• _Task objective_:
Each entry, in full: reproduce it exactly.

• _Supplied material_:
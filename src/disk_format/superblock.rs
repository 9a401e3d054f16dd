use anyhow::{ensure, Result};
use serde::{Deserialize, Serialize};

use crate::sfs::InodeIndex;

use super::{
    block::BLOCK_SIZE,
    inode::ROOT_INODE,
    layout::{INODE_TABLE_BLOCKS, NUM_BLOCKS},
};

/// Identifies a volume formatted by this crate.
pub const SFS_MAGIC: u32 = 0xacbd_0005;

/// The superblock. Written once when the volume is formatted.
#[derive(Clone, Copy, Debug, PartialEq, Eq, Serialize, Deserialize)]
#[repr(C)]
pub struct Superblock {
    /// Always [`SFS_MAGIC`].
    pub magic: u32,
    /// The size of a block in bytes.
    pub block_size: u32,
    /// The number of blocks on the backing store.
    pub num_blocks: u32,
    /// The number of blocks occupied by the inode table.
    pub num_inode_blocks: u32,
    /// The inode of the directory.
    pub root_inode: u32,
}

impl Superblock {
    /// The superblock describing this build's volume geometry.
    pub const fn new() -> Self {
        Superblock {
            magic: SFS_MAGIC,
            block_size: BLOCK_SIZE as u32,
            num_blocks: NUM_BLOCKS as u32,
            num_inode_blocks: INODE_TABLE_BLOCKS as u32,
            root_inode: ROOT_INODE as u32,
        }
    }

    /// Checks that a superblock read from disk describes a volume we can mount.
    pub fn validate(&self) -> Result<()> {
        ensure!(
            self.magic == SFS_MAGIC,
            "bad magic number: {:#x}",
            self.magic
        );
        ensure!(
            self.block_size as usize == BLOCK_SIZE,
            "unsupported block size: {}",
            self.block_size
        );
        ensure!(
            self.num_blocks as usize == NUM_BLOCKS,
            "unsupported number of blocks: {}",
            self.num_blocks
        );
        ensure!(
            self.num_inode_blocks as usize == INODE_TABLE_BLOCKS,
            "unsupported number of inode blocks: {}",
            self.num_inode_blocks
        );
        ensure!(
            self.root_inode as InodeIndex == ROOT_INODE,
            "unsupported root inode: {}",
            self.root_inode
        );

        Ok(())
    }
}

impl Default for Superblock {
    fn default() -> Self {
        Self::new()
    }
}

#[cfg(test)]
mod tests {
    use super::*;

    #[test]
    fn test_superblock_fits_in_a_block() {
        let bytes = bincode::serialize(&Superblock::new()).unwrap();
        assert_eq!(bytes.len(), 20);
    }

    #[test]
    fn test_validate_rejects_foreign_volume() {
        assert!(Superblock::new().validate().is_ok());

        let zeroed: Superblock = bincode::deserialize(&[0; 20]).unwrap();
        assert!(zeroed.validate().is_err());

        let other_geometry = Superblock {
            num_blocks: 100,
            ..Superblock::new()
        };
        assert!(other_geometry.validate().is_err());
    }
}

• _Exercise output_:
filename src/disk_format/superblock.rs
repository 9a401e3d054f16dd
use anyhow::{ensure, Result};
use serde::{Deserialize, Serialize};

use crate::sfs::InodeIndex;

use super::{
    block::BLOCK_SIZE,
    inode::ROOT_INODE,
    layout::{INODE_TABLE_BLOCKS, NUM_BLOCKS},
};

/// Identifies a volume formatted by this crate.
pub const SFS_MAGIC: u32 = 0xacbd_0005;

/// The superblock. Written once when the volume is formatted.
#[derive(Clone, Copy, Debug, PartialEq, Eq, Serialize, Deserialize)]
#[repr(C)]
pub struct Superblock {
    /// Always [`SFS_MAGIC`].
    pub magic: u32,
    /// The size of a block in bytes.
    pub block_size: u32,
    /// The number of blocks on the backing store.
    pub num_blocks: u32,
    /// The number of blocks occupied by the inode table.
    pub num_inode_blocks: u32,
    /// The inode of the directory.
    pub root_inode: u32,
}

impl Superblock {
    /// The superblock describing this build's volume geometry.
    pub const fn new() -> Self {
        Superblock {
            magic: SFS_MAGIC,
            block_size: BLOCK_SIZE as u32,
            num_blocks: NUM_BLOCKS as u32,
            num_inode_blocks: INODE_TABLE_BLOCKS as u32,
            root_inode: ROOT_INODE as u32,
        }
    }

    /// Checks that a superblock read from disk describes a volume we can mount.
    pub fn validate(&self) -> Result<()> {
        ensure!(
            self.magic == SFS_MAGIC,
            "bad magic number: {:#x}",
            self.magic
        );
        ensure!(
            self.block_size as usize == BLOCK_SIZE,
            "unsupported block size: {}",
            self.block_size
        );
        ensure!(
            self.num_blocks as usize == NUM_BLOCKS,
            "unsupported number of blocks: {}",
            self.num_blocks
        );
        ensure!(
            self.num_inode_blocks as usize == INODE_TABLE_BLOCKS,
            "unsupported number of inode blocks: {}",
            self.num_inode_blocks
        );
        ensure!(
            self.root_inode as InodeIndex == ROOT_INODE,
            "unsupported root inode: {}",
            self.root_inode
        );

        Ok(())
    }
}

impl Default for Superblock {
    fn default() -> Self {
        Self::new()
    }
}

#[cfg(test)]
mod tests {
    use super::*;

    #[test]
    fn test_superblock_fits_in_a_block() {
        let bytes = bincode::serialize(&Superblock::new()).unwrap();
        assert_eq!(bytes.len(), 20);
    }

    #[test]
    fn test_validate_rejects_foreign_volume() {
        assert!(Superblock::new().validate().is_ok());

        let zeroed: Superblock = bincode::deserialize(&[0; 20]).unwrap();
        assert!(zeroed.validate().is_err());

        let other_geometry = Superblock {
            num_blocks: 100,
            ..Superblock::new()
        };
        assert!(other_geometry.validate().is_err());
    }
}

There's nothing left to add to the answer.